Task details » How many lines of these entries include the string "source"? State the number alone.

***** Supplied entries *****

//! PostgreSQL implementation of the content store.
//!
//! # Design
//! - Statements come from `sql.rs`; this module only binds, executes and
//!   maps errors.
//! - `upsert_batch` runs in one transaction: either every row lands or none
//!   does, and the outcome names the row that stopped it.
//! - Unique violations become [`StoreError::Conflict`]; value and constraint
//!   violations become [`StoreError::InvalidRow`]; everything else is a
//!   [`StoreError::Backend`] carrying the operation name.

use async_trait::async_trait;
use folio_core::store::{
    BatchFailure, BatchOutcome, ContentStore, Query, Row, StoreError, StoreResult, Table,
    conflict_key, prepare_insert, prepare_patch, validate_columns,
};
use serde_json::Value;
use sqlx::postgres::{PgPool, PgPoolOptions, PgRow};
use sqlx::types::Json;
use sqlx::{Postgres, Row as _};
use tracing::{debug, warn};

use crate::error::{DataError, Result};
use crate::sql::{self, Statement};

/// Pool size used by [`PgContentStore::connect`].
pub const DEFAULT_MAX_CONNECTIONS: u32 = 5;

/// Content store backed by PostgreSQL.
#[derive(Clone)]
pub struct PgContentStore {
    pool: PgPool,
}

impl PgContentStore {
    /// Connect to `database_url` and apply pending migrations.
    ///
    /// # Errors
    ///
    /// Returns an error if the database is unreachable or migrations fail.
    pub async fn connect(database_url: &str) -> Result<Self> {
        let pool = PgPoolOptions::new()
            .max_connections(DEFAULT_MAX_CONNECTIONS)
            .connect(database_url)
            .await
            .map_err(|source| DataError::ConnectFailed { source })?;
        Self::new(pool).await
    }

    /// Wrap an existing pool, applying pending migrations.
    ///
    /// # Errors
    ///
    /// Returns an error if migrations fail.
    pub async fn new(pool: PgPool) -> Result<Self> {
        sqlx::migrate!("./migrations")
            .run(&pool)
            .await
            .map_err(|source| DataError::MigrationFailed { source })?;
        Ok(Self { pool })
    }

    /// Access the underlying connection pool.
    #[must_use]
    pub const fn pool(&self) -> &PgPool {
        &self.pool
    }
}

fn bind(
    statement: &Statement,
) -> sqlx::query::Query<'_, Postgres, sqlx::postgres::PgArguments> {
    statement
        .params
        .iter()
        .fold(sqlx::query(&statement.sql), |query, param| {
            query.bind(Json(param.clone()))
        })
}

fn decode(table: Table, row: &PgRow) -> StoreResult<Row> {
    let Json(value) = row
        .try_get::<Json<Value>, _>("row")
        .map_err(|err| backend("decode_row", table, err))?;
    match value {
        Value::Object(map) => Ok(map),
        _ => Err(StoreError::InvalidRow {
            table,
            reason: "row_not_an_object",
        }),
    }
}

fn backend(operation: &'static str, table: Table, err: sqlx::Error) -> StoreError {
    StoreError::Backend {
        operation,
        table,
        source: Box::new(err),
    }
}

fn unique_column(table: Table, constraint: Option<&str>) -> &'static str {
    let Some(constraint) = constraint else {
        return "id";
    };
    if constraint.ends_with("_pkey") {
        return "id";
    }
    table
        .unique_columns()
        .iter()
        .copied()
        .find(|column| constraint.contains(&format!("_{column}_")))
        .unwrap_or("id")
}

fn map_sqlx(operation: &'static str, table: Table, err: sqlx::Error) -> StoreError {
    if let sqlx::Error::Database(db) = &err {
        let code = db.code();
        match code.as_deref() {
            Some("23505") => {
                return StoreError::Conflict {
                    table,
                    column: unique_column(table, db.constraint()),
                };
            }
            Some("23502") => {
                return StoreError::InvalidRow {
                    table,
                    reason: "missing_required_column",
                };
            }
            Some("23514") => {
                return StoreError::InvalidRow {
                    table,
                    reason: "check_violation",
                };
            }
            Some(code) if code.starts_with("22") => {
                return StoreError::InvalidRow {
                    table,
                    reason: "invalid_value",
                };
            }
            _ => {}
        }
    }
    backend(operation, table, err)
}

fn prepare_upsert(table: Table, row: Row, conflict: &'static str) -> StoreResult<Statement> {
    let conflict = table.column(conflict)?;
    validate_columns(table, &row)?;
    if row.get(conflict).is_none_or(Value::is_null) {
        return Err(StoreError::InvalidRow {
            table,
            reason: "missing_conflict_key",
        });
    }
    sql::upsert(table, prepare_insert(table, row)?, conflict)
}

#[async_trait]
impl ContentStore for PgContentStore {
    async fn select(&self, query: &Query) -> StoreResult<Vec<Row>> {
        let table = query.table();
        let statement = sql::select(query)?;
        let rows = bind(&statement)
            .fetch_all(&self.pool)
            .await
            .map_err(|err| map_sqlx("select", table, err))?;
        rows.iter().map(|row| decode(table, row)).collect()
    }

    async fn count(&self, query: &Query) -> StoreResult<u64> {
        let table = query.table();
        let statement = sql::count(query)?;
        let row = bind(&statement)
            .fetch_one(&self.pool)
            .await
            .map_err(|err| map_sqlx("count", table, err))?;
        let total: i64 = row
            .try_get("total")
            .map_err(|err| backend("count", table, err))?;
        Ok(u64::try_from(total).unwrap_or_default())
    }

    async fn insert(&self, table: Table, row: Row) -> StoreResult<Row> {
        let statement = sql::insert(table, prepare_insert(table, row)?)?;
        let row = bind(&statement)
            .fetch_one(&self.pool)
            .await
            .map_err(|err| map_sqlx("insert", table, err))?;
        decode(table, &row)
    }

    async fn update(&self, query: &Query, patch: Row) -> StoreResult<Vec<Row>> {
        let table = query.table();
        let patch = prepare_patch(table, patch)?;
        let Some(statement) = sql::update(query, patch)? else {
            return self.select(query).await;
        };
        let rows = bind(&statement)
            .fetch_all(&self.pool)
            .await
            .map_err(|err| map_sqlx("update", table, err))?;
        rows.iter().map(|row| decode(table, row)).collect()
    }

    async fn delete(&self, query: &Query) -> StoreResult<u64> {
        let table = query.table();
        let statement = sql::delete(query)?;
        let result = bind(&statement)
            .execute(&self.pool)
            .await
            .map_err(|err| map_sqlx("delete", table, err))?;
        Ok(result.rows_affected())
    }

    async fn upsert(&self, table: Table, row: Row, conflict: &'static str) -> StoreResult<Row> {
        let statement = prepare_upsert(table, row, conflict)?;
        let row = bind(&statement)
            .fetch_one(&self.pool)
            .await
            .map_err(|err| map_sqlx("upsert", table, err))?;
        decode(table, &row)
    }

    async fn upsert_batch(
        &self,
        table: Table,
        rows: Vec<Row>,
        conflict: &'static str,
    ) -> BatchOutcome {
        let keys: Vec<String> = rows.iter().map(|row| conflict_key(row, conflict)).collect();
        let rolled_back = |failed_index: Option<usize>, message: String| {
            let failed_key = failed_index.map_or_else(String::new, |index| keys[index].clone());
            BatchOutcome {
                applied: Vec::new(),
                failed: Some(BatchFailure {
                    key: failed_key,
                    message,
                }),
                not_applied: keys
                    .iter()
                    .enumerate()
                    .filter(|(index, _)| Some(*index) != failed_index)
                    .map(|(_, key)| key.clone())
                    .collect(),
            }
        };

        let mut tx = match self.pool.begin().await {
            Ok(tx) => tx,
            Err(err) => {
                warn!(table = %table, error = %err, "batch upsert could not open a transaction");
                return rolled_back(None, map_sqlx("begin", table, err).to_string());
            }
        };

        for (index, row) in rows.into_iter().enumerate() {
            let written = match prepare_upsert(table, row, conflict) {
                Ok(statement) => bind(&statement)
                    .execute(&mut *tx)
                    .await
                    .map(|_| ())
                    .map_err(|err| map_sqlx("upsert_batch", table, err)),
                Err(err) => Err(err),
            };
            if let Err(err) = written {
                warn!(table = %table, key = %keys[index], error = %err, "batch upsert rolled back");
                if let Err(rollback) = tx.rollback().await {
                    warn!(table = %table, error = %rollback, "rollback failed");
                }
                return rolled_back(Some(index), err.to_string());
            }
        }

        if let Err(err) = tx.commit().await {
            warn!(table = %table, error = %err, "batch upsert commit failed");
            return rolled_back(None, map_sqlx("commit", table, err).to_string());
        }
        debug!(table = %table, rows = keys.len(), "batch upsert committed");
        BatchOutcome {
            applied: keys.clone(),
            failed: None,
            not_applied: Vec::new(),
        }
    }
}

*****
***** Supplied entries *****

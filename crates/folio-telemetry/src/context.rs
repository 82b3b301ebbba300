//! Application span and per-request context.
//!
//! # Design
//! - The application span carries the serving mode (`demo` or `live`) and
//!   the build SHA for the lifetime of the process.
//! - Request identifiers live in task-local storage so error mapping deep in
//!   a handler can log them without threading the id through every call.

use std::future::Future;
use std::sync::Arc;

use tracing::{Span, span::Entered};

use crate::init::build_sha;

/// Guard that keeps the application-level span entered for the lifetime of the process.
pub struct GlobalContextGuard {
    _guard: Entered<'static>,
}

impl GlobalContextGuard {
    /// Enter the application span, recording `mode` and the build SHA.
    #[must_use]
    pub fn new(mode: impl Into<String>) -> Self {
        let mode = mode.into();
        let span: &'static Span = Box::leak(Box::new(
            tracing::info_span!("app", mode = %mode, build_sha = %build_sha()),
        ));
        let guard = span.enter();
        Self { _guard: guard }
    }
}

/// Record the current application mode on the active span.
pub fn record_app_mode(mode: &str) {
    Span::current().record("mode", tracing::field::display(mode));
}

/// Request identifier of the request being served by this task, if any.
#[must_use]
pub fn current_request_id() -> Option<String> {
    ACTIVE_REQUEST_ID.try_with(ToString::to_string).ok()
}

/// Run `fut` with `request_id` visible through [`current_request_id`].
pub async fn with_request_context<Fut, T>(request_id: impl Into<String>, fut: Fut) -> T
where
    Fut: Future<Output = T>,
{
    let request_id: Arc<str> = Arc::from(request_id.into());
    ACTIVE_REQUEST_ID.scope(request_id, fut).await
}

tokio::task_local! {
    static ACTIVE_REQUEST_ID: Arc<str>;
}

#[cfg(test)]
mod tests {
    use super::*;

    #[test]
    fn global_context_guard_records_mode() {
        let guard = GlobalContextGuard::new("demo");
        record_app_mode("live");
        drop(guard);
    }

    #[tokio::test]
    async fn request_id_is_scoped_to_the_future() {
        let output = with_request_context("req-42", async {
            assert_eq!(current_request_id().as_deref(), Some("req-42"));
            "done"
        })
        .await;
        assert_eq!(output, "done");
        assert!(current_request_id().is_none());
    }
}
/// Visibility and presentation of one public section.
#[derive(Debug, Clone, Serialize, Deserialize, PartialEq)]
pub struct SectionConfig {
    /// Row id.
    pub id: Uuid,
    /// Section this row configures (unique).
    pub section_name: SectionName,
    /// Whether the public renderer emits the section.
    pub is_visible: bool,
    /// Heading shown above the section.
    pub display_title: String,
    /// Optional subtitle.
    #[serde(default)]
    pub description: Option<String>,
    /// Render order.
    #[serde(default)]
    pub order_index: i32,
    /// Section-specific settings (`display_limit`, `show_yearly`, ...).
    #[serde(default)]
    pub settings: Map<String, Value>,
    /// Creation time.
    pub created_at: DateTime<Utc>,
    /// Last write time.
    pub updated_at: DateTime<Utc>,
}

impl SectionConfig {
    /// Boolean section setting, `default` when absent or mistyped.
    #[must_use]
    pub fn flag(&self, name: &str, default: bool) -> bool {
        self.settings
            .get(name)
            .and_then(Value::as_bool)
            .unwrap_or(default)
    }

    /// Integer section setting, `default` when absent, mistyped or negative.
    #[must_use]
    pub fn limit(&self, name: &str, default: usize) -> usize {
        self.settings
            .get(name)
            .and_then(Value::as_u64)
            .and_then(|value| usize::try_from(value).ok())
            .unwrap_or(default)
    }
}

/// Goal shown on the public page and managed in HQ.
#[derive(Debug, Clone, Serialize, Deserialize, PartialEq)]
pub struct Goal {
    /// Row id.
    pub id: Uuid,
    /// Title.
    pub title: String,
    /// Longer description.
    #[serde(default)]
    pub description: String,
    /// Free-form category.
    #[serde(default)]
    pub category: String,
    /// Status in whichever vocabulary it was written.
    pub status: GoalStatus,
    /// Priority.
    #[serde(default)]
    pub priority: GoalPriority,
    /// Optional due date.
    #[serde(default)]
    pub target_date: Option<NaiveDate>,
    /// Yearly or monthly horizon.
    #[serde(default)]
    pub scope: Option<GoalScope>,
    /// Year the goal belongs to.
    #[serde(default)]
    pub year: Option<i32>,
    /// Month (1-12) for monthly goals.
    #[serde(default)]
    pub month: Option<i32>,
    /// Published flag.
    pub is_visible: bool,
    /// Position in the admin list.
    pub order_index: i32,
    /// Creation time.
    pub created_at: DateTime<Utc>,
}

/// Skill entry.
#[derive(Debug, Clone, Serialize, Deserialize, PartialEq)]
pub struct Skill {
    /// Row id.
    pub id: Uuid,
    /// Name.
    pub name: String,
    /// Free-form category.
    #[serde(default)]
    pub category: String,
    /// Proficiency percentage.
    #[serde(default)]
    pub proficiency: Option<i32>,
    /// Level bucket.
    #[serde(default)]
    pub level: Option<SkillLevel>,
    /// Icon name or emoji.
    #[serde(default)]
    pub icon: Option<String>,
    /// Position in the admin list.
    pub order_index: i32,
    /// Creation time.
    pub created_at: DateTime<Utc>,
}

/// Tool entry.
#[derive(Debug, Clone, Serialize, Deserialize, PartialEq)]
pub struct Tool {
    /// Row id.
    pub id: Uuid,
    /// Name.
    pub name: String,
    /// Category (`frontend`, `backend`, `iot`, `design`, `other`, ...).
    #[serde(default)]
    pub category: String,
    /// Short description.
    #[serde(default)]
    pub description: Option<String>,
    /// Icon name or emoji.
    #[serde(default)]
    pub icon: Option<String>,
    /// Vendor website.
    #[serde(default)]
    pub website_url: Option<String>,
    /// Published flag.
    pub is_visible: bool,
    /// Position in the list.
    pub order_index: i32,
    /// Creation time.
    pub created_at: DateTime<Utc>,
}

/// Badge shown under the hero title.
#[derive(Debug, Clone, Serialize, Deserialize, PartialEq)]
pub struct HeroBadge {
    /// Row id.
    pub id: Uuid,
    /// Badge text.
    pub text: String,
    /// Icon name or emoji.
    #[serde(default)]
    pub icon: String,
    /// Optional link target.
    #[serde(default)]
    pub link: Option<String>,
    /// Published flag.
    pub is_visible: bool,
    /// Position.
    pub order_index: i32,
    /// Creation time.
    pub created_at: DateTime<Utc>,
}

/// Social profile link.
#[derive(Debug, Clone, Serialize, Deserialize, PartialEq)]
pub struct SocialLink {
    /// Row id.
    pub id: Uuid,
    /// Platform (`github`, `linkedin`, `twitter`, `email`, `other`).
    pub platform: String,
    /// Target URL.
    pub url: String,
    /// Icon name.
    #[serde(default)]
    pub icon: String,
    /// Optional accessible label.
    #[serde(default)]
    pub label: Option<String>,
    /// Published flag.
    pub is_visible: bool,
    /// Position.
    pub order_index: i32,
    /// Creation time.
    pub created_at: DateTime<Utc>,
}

*****

Output of the exercise » 3